Chinese regulators have sunk their first overseas transaction, killing a container-shipping alliance led by Denmark’s Maersk. The particular national interest made this tie-up especially vulnerable. But there’s a real risk China could torpedo other global deals.
Antitrust blocks from China are rare. Though Beijing has made acquirers like Glencore wait months and agree concessions to win approval, this is the first time the Ministry of Commerce (MOFCOM) has denied a deal between non-Chinese firms. And it’s only the second-ever “no” since the regulator blocked Coca-Cola’s attempt to purchase juice-maker Huiyuan in 2009.
This is a reminder of the wide-ranging powers granted under China’s refreshed competition law six years ago. None of the parties to the deal were Chinese. But groups need only make $64 million in annual sales in the People’s Republic to face scrutiny.

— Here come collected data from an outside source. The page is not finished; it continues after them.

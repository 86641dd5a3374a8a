use serde::{Deserialize, Serialize};

/// A rectangle in the logical coordinate space of the host window.
#[derive(Debug, Clone, Copy, PartialEq, Default, Serialize, Deserialize)]
pub struct Geometry {
    pub x: f64,
    pub y: f64,
    pub width: f64,
    pub height: f64,
}

impl Geometry {
    pub fn new(x: f64, y: f64, width: f64, height: f64) -> Self {
        Self {
            x,
            y,
            width,
            height,
        }
    }

    /// True when either dimension is zero (or negative). Such rects are
    /// transient layout states and must never reach a surface.
    pub fn is_zero_area(&self) -> bool {
        self.width <= 0.0 || self.height <= 0.0
    }

    /// Snap every component to whole logical pixels.
    pub fn rounded(&self) -> Self {
        Self {
            x: self.x.round(),
            y: self.y.round(),
            width: self.width.round(),
            height: self.height.round(),
        }
    }

    /// Shrink from the top edge, clamping the height at zero.
    pub fn inset_top(&self, amount: f64) -> Self {
        let amount = amount.min(self.height).max(0.0);
        Self {
            x: self.x,
            y: self.y + amount,
            width: self.width,
            height: self.height - amount,
        }
    }
}
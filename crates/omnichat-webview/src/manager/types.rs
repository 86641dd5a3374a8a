use std::time::Duration;

use omnichat_common::ModelIdentity;

use crate::label::DEFAULT_LABEL_PREFIX;

/// Where each embedded model's surface points.
#[derive(Debug, Clone, PartialEq, Eq)]
pub struct ModelUrls {
    pub chatgpt: String,
    pub claude: String,
    pub gemini: String,
}

impl Default for ModelUrls {
    fn default() -> Self {
        Self {
            chatgpt: "https://chatgpt.com".to_string(),
            claude: "https://claude.ai".to_string(),
            gemini: "https://gemini.google.com".to_string(),
        }
    }
}

impl ModelUrls {
    /// The URL for `model`, or `about:blank` if none is configured.
    pub fn url_for(&self, model: ModelIdentity) -> &str {
        let url = match model {
            ModelIdentity::ChatGpt => &self.chatgpt,
            ModelIdentity::Claude => &self.claude,
            ModelIdentity::GeminiWeb => &self.gemini,
        };
        if url.trim().is_empty() {
            "about:blank"
        } else {
            url
        }
    }
}

/// Timing and naming knobs for the embedding lifecycle.
#[derive(Debug, Clone)]
pub struct EmbedOptions {
    /// How long to wait for a creation outcome before assuming success.
    pub fallback_timeout: Duration,
    /// Backstop polling interval for the position synchronizer.
    pub poll_interval: Duration,
    /// Delay before the first geometry push after a surface becomes ready.
    pub settle_delay: Duration,
    /// Delay between slot activation and the first creation attempt.
    pub activation_delay: Duration,
    /// Prefix shared by every surface label this process creates.
    pub label_prefix: String,
    pub urls: ModelUrls,
}

impl Default for EmbedOptions {
    fn default() -> Self {
        Self {
            fallback_timeout: Duration::from_millis(2000),
            poll_interval: Duration::from_millis(100),
            settle_delay: Duration::from_millis(50),
            activation_delay: Duration::from_millis(100),
            label_prefix: DEFAULT_LABEL_PREFIX.to_string(),
            urls: ModelUrls::default(),
        }
    }
}
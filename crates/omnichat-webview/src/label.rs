//! Surface labelling convention.
//!
//! Every surface this process creates is labelled
//! `<prefix><model>-<8 hex chars>`, e.g. `emb-claude-1a2b3c4d`. The prefix
//! is what lets `close_all` recognise orphans in the host-wide inventory.

use omnichat_common::{new_correlation_id, ModelIdentity};

/// Default label prefix for managed surfaces.
pub const DEFAULT_LABEL_PREFIX: &str = "emb-";

/// Build a fresh unique label for a surface showing `model`.
pub fn generate(prefix: &str, model: ModelIdentity) -> String {
    format!("{prefix}{}-{}", model.as_str(), new_correlation_id())
}

/// Whether `label` follows this system's labelling convention.
pub fn is_managed(prefix: &str, label: &str) -> bool {
    !prefix.is_empty() && label.starts_with(prefix)
}
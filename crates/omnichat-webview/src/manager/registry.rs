use std::collections::{HashMap, HashSet};
use std::sync::{Arc, Mutex, MutexGuard, PoisonError};

use futures_util::future::join_all;
use omnichat_common::ModelIdentity;
use tracing::{debug, info, warn};

use crate::host::{SurfaceHandle, SurfaceHost};
use crate::label;

/// One live embedded surface, as tracked by the registry.
#[derive(Clone)]
pub struct SurfaceRecord {
    pub label: String,
    pub handle: Arc<dyn SurfaceHandle>,
    pub model: ModelIdentity,
}

impl std::fmt::Debug for SurfaceRecord {
    fn fmt(&self, f: &mut std::fmt::Formatter<'_>) -> std::fmt::Result {
        f.debug_struct("SurfaceRecord")
            .field("label", &self.label)
            .field("model", &self.model)
            .finish()
    }
}

/// Maps surface labels to live surfaces and keeps at most one surface per
/// model.
///
/// The map is only ever locked for synchronous bookkeeping; host calls
/// happen after the lock is released, so records are removed before their
/// surfaces finish closing.
pub struct EmbeddingRegistry {
    host: Arc<dyn SurfaceHost>,
    label_prefix: String,
    records: Mutex<HashMap<String, SurfaceRecord>>,
}

impl EmbeddingRegistry {
    pub fn new(host: Arc<dyn SurfaceHost>, label_prefix: impl Into<String>) -> Self {
        Self {
            host,
            label_prefix: label_prefix.into(),
            records: Mutex::new(HashMap::new()),
        }
    }

    pub fn host(&self) -> &Arc<dyn SurfaceHost> {
        &self.host
    }

    pub fn label_prefix(&self) -> &str {
        &self.label_prefix
    }

    /// A fresh label for a surface showing `model`.
    pub fn next_label(&self, model: ModelIdentity) -> String {
        label::generate(&self.label_prefix, model)
    }

    fn records(&self) -> MutexGuard<'_, HashMap<String, SurfaceRecord>> {
        self.records.lock().unwrap_or_else(PoisonError::into_inner)
    }

    /// Track a surface under `label`.
    ///
    /// Any other record for the same model is closed (and awaited) before
    /// this one is stored. Conflicts are removed and the new record inserted
    /// under a single lock acquisition once no conflict remains, so two
    /// concurrent registrations for one model cannot both survive.
    pub async fn register(
        &self,
        label: impl Into<String>,
        handle: Arc<dyn SurfaceHandle>,
        model: ModelIdentity,
    ) {
        let label = label.into();
        loop {
            let displaced: Vec<SurfaceRecord> = {
                let mut records = self.records();
                let conflicting: Vec<String> = records
                    .values()
                    .filter(|r| r.model == model && r.label != label)
                    .map(|r| r.label.clone())
                    .collect();

                if conflicting.is_empty() {
                    records.insert(
                        label.clone(),
                        SurfaceRecord {
                            label: label.clone(),
                            handle,
                            model,
                        },
                    );
                    debug!(label = %label, model = %model, tracked = records.len(), "surface registered");
                    return;
                }

                conflicting
                    .iter()
                    .filter_map(|l| records.remove(l))
                    .collect()
            };

            for record in displaced {
                info!(
                    label = %record.label,
                    replacement = %label,
                    model = %model,
                    "closing existing surface for model"
                );
                close_handle(&record.label, record.handle.as_ref()).await;
            }
        }
    }

    /// Close and forget the surface tracked under `label`. No-op for unknown
    /// labels. Close failures are logged; the record is gone either way.
    pub async fn close(&self, label: &str) {
        let record = self.records().remove(label);
        match record {
            Some(record) => close_handle(&record.label, record.handle.as_ref()).await,
            None => debug!(label = %label, "close: no surface tracked"),
        }
    }

    /// Close every tracked surface whose model is not in `active`.
    /// Closes run concurrently; returns once all have finished.
    pub async fn reconcile(&self, active: &HashSet<ModelIdentity>) {
        let stale: Vec<SurfaceRecord> = {
            let mut records = self.records();
            let labels: Vec<String> = records
                .values()
                .filter(|r| !active.contains(&r.model))
                .map(|r| r.label.clone())
                .collect();
            labels.iter().filter_map(|l| records.remove(l)).collect()
        };

        if stale.is_empty() {
            return;
        }

        debug!(closing = stale.len(), active = active.len(), "reconciling surfaces");
        join_all(
            stale
                .iter()
                .map(|r| close_handle(&r.label, r.handle.as_ref())),
        )
        .await;
    }

    /// Close every tracked surface, then sweep the host inventory for
    /// surfaces carrying this system's label prefix that were never
    /// registered (an attempt that created a surface but died before
    /// registering it).
    pub async fn close_all(&self) {
        let tracked: Vec<SurfaceRecord> = self.records().drain().map(|(_, r)| r).collect();
        info!(count = tracked.len(), "closing all surfaces");

        join_all(
            tracked
                .iter()
                .map(|r| close_handle(&r.label, r.handle.as_ref())),
        )
        .await;

        let inventory = match self.host.list_surfaces().await {
            Ok(surfaces) => surfaces,
            Err(e) => {
                warn!(error = %e, "could not list host surfaces for orphan sweep");
                return;
            }
        };

        // Surfaces registered while the inventory was in flight are live, not orphans.
        let orphans: Vec<Arc<dyn SurfaceHandle>> = {
            let live = self.records();
            inventory
                .into_iter()
                .filter(|h| label::is_managed(&self.label_prefix, h.label()))
                .filter(|h| !tracked.iter().any(|r| r.label == h.label()))
                .filter(|h| !live.contains_key(h.label()))
                .collect()
        };

        for orphan in &orphans {
            info!(label = %orphan.label(), "closing orphaned surface");
        }
        join_all(orphans.iter().map(|h| close_handle(h.label(), h.as_ref()))).await;
    }

    /// Close a surface that was never registered (a creation attempt that
    /// went stale before registration).
    pub(crate) async fn dispose(&self, handle: Arc<dyn SurfaceHandle>) {
        debug!(label = %handle.label(), "disposing unregistered surface");
        close_handle(handle.label(), handle.as_ref()).await;
    }

    pub fn contains(&self, label: &str) -> bool {
        self.records().contains_key(label)
    }

    /// Label of the live surface for `model`, if any.
    pub fn label_for(&self, model: ModelIdentity) -> Option<String> {
        self.records()
            .values()
            .find(|r| r.model == model)
            .map(|r| r.label.clone())
    }

    pub fn labels(&self) -> Vec<String> {
        self.records().keys().cloned().collect()
    }

    /// Models with a live surface.
    pub fn models(&self) -> HashSet<ModelIdentity> {
        self.records().values().map(|r| r.model).collect()
    }

    pub fn len(&self) -> usize {
        self.records().len()
    }

    pub fn is_empty(&self) -> bool {
        self.records().is_empty()
    }
}

async fn close_handle(label: &str, handle: &dyn SurfaceHandle) {
    match handle.close().await {
        Ok(()) => debug!(label = %label, "surface closed"),
        Err(e) => warn!(label = %label, error = %e, "failed to close surface"),
    }
}

#[cfg(test)]
mod tests {
    use super::*;
    use crate::testing::MockHost;

    fn registry(host: &Arc<MockHost>) -> EmbeddingRegistry {
        EmbeddingRegistry::new(host.clone(), "emb-")
    }

    async fn surface(host: &MockHost, label: &str) -> Arc<dyn SurfaceHandle> {
        host.spawn_surface(label)
    }

    #[tokio::test]
    async fn register_tracks_record() {
        let host = MockHost::new();
        let reg = registry(&host);
        let h = surface(&host, "emb-claude-1").await;

        reg.register("emb-claude-1", h, ModelIdentity::Claude).await;

        assert!(reg.contains("emb-claude-1"));
        assert_eq!(reg.label_for(ModelIdentity::Claude).as_deref(), Some("emb-claude-1"));
        assert_eq!(reg.len(), 1);
    }

    #[tokio::test]
    async fn register_same_model_closes_previous_first() {
        let host = MockHost::new();
        let reg = Arc::new(registry(&host));
        let seen_at_close = Arc::new(Mutex::new(None));
        host.on_close({
            let reg = Arc::downgrade(&reg);
            let seen = Arc::clone(&seen_at_close);
            move |_| {
                if let Some(reg) = reg.upgrade() {
                    *seen.lock().unwrap() = Some(reg.labels());
                }
            }
        });
        reg.register("emb-claude-1", surface(&host, "emb-claude-1").await, ModelIdentity::Claude)
            .await;
        reg.register("emb-claude-2", surface(&host, "emb-claude-2").await, ModelIdentity::Claude)
            .await;

        assert_eq!(reg.labels(), vec!["emb-claude-2".to_string()]);
        assert!(host.was_closed("emb-claude-1"));
        assert!(!host.was_closed("emb-claude-2"));
        // Neither surface was tracked while the old one closed.
        assert_eq!(*seen_at_close.lock().unwrap(), Some(Vec::<String>::new()));
    }

    #[tokio::test]
    async fn register_same_label_replaces_without_closing() {
        let host = MockHost::new();
        let reg = registry(&host);
        let h = surface(&host, "emb-chatgpt-1").await;
        reg.register("emb-chatgpt-1", h.clone(), ModelIdentity::ChatGpt).await;
        reg.register("emb-chatgpt-1", h, ModelIdentity::ChatGpt).await;

        assert_eq!(reg.len(), 1);
        assert!(!host.was_closed("emb-chatgpt-1"));
    }

    #[tokio::test]
    async fn singleton_holds_across_register_sequences() {
        let host = MockHost::new();
        let reg = registry(&host);
        let sequence = [
            ModelIdentity::ChatGpt,
            ModelIdentity::Claude,
            ModelIdentity::ChatGpt,
            ModelIdentity::GeminiWeb,
            ModelIdentity::Claude,
            ModelIdentity::Claude,
        ];
        for (i, model) in sequence.into_iter().enumerate() {
            let label = format!("emb-{model}-{i}");
            reg.register(label.clone(), surface(&host, &label).await, model)
                .await;

            let mut seen = HashSet::new();
            for record in reg.records().values() {
                assert!(seen.insert(record.model), "two records for {}", record.model);
            }
        }
        assert_eq!(reg.len(), 3);
    }

    #[tokio::test]
    async fn close_is_idempotent() {
        let host = MockHost::new();
        let reg = registry(&host);
        reg.register("emb-gemini-1", surface(&host, "emb-gemini-1").await, ModelIdentity::GeminiWeb)
            .await;

        reg.close("emb-gemini-1").await;
        reg.close("emb-gemini-1").await;
        reg.close("never-registered").await;

        assert!(reg.is_empty());
        assert_eq!(host.close_count("emb-gemini-1"), 1);
    }

    #[tokio::test]
    async fn failed_close_still_removes_record() {
        let host = MockHost::new();
        host.fail_closes(true);
        let reg = registry(&host);
        reg.register("emb-claude-1", surface(&host, "emb-claude-1").await, ModelIdentity::Claude)
            .await;

        reg.close("emb-claude-1").await;

        assert!(!reg.contains("emb-claude-1"));
    }

    #[tokio::test]
    async fn reconcile_keeps_exactly_the_intersection() {
        let host = MockHost::new();
        let reg = registry(&host);
        for model in ModelIdentity::ALL {
            let label = format!("emb-{model}-1");
            reg.register(label.clone(), surface(&host, &label).await, model)
                .await;
        }

        let active: HashSet<_> = [ModelIdentity::Claude].into_iter().collect();
        reg.reconcile(&active).await;

        assert_eq!(reg.models(), active);
        assert!(host.was_closed("emb-chatgpt-1"));
        assert!(host.was_closed("emb-gemini-1"));
        assert!(!host.was_closed("emb-claude-1"));
    }

    #[tokio::test]
    async fn reconcile_with_untracked_active_model_adds_nothing() {
        let host = MockHost::new();
        let reg = registry(&host);
        reg.register("emb-chatgpt-1", surface(&host, "emb-chatgpt-1").await, ModelIdentity::ChatGpt)
            .await;

        let active: HashSet<_> = [ModelIdentity::GeminiWeb].into_iter().collect();
        reg.reconcile(&active).await;

        assert!(reg.is_empty());
    }

    #[tokio::test]
    async fn close_all_sweeps_orphans_with_prefix_only() {
        let host = MockHost::new();
        let reg = registry(&host);
        reg.register("emb-chatgpt-1", surface(&host, "emb-chatgpt-1").await, ModelIdentity::ChatGpt)
            .await;
        host.spawn_surface("emb-claude-orphan");
        host.spawn_surface("main");

        reg.close_all().await;

        assert!(reg.is_empty());
        assert!(host.was_closed("emb-chatgpt-1"));
        assert!(host.was_closed("emb-claude-orphan"));
        assert!(!host.was_closed("main"));
    }

    #[tokio::test]
    async fn close_all_spares_surface_registered_during_sweep() {
        let host = MockHost::new();
        let reg = Arc::new(registry(&host));
        reg.register("emb-chatgpt-1", surface(&host, "emb-chatgpt-1").await, ModelIdentity::ChatGpt)
            .await;

        let release = host.hold_listing();
        let closing = tokio::spawn({
            let reg = Arc::clone(&reg);
            async move { reg.close_all().await }
        });
        host.listing_entered().await;

        reg.register("emb-claude-2", surface(&host, "emb-claude-2").await, ModelIdentity::Claude)
            .await;
        let _ = release.send(());
        closing.await.unwrap();

        assert!(host.was_closed("emb-chatgpt-1"));
        assert!(reg.contains("emb-claude-2"));
        assert!(!host.was_closed("emb-claude-2"));
        assert_eq!(host.live_labels(), vec!["emb-claude-2".to_string()]);
    }

    #[tokio::test]
    async fn close_all_survives_inventory_failure() {
        let host = MockHost::new();
        host.fail_listing(true);
        let reg = registry(&host);
        reg.register("emb-claude-1", surface(&host, "emb-claude-1").await, ModelIdentity::Claude)
            .await;

        reg.close_all().await;

        assert!(reg.is_empty());
        assert!(host.was_closed("emb-claude-1"));
    }
}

Based on MOFCOM’s terse announcement, the decision seems justifiable. Maersk wanted to cut costs by sharing ships with Switzerland’s Mediterranean Shipping and France’s CMA CGM. But Chinese shipping associations balked at the proposed “P3” network, fearing future price-fixing. MOFCOM concurred, saying the tie-up would have raised the groups’ control of the vital Asia-Europe route to levels that would stifle competition and harm the public interest.
There was an important wrinkle here. Chinese rules are stricter than U.S. or EU laws on classing some industry alliances as mergers. The P3 network sidestepped formal merger reviews in Brussels and Washington.
But Chinese law also allows authorities to look more widely at the industrial consequences. The P3 alliance would have transformed a sector that houses big Chinese players such as COSCO and China Shipping. Moreover, as the world’s largest goods trading nation, with $4.16 trillion of exports and imports in 2013, China has an obvious interest in ensuring global trade stays cheap.
For dealmakers, the denial is a shot across the bows just as mergers and acquisitions activity takes off. Global M&A is up 68 percent in the year to date, at $1.51 trillion, according to Thomson Reuters data. Other tie-ups such as Holcim-Lafarge are awaiting clearance. And MOFCOM has just proved it isn’t afraid to capsize deals it doesn’t like.
Paragraph 2 of this article has been updated to correct the date of Coca-Cola’s blocked bid for Huiyuan.